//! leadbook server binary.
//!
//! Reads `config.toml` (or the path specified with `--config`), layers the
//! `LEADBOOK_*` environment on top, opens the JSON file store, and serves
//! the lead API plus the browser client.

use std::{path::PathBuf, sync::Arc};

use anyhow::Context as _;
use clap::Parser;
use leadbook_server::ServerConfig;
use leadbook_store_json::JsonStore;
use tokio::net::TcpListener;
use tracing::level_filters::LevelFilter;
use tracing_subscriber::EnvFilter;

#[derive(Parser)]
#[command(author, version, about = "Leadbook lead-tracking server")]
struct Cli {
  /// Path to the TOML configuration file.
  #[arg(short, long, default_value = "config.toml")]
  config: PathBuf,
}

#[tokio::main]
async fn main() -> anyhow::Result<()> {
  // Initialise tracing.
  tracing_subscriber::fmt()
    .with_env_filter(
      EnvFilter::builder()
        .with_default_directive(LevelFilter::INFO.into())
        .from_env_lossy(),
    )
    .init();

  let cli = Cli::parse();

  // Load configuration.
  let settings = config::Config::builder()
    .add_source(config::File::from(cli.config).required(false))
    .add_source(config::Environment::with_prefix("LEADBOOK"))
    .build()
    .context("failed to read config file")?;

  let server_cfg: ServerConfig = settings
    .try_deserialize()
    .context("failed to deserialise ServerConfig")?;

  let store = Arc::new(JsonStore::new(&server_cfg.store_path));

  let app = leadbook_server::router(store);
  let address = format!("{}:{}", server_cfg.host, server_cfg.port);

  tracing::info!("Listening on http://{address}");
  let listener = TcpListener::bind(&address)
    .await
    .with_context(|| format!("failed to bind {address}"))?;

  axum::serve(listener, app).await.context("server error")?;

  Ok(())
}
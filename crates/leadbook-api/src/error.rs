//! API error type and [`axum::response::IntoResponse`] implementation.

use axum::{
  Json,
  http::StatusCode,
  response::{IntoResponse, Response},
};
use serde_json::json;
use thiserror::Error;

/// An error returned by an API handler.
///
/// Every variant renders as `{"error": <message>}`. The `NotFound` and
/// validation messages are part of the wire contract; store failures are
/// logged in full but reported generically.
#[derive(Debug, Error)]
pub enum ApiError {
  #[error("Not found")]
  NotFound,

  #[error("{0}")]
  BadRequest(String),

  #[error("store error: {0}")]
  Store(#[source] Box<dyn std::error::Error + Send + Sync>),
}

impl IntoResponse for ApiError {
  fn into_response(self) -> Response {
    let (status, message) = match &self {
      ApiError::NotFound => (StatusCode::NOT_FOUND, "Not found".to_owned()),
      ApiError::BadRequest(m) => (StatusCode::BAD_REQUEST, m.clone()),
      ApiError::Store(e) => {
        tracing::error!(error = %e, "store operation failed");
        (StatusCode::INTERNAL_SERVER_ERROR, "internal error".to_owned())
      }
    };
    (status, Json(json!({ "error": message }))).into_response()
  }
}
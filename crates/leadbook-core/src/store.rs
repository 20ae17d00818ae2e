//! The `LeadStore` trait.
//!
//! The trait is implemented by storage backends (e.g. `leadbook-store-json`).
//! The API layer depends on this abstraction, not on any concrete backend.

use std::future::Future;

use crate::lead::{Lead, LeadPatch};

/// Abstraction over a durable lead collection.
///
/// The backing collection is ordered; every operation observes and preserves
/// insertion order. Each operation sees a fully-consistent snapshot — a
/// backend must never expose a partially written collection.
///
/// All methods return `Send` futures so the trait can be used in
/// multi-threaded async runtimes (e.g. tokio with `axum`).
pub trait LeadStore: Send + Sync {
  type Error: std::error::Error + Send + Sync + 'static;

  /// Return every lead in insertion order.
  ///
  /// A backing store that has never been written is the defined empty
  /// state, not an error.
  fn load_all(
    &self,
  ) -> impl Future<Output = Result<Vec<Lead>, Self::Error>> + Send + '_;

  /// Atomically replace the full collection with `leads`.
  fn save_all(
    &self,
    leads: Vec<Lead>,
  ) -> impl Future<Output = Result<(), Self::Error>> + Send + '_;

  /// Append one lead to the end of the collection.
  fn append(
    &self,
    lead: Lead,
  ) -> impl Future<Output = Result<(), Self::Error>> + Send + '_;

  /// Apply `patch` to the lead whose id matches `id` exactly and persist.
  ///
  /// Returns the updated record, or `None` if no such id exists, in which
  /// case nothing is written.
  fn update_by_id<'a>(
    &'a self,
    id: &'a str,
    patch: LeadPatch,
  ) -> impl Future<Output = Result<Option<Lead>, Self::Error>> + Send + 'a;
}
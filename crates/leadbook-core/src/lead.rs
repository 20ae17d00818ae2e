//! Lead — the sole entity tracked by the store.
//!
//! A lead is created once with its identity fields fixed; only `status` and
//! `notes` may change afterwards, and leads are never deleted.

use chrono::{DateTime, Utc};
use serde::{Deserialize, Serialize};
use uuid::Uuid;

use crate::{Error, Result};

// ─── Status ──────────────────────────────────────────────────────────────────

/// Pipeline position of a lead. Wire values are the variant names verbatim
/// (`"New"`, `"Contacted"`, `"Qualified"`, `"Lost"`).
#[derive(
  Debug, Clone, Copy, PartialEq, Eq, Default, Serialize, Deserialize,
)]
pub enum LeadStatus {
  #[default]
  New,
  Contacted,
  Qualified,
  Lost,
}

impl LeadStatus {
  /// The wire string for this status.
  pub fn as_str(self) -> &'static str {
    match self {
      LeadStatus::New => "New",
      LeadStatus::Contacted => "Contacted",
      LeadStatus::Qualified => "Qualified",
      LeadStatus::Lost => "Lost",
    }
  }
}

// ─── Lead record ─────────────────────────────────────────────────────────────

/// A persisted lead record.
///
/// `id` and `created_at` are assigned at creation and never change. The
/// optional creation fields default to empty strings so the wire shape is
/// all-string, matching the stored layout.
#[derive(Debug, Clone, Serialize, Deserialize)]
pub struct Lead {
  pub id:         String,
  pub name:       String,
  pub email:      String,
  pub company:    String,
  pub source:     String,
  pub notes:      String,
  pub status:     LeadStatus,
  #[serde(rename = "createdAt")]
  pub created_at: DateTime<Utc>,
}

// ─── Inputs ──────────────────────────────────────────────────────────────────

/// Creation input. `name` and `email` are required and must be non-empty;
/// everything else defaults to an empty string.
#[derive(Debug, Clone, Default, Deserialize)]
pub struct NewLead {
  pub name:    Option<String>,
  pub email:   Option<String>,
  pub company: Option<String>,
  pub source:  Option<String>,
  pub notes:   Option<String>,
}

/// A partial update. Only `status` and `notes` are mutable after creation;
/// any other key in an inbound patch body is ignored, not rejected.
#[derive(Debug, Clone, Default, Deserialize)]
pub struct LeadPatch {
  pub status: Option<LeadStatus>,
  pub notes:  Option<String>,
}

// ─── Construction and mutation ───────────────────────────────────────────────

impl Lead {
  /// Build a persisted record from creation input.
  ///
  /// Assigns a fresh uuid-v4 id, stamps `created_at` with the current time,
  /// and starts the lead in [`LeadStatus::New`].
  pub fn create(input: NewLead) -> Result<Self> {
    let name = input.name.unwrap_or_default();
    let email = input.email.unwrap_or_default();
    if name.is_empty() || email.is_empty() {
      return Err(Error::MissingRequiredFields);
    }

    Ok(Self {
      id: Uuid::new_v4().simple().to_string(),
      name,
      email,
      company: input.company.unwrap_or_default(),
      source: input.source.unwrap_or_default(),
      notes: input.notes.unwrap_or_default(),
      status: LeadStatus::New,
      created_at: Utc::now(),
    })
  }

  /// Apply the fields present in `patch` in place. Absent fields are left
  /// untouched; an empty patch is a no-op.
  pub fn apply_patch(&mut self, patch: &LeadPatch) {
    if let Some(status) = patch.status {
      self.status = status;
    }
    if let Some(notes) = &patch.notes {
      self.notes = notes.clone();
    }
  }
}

____

→ **WHAT TO WORK ON**: What is the number of lines in the records that contain "crates"? Answer with it alone.

→ **SOLUTION**: 3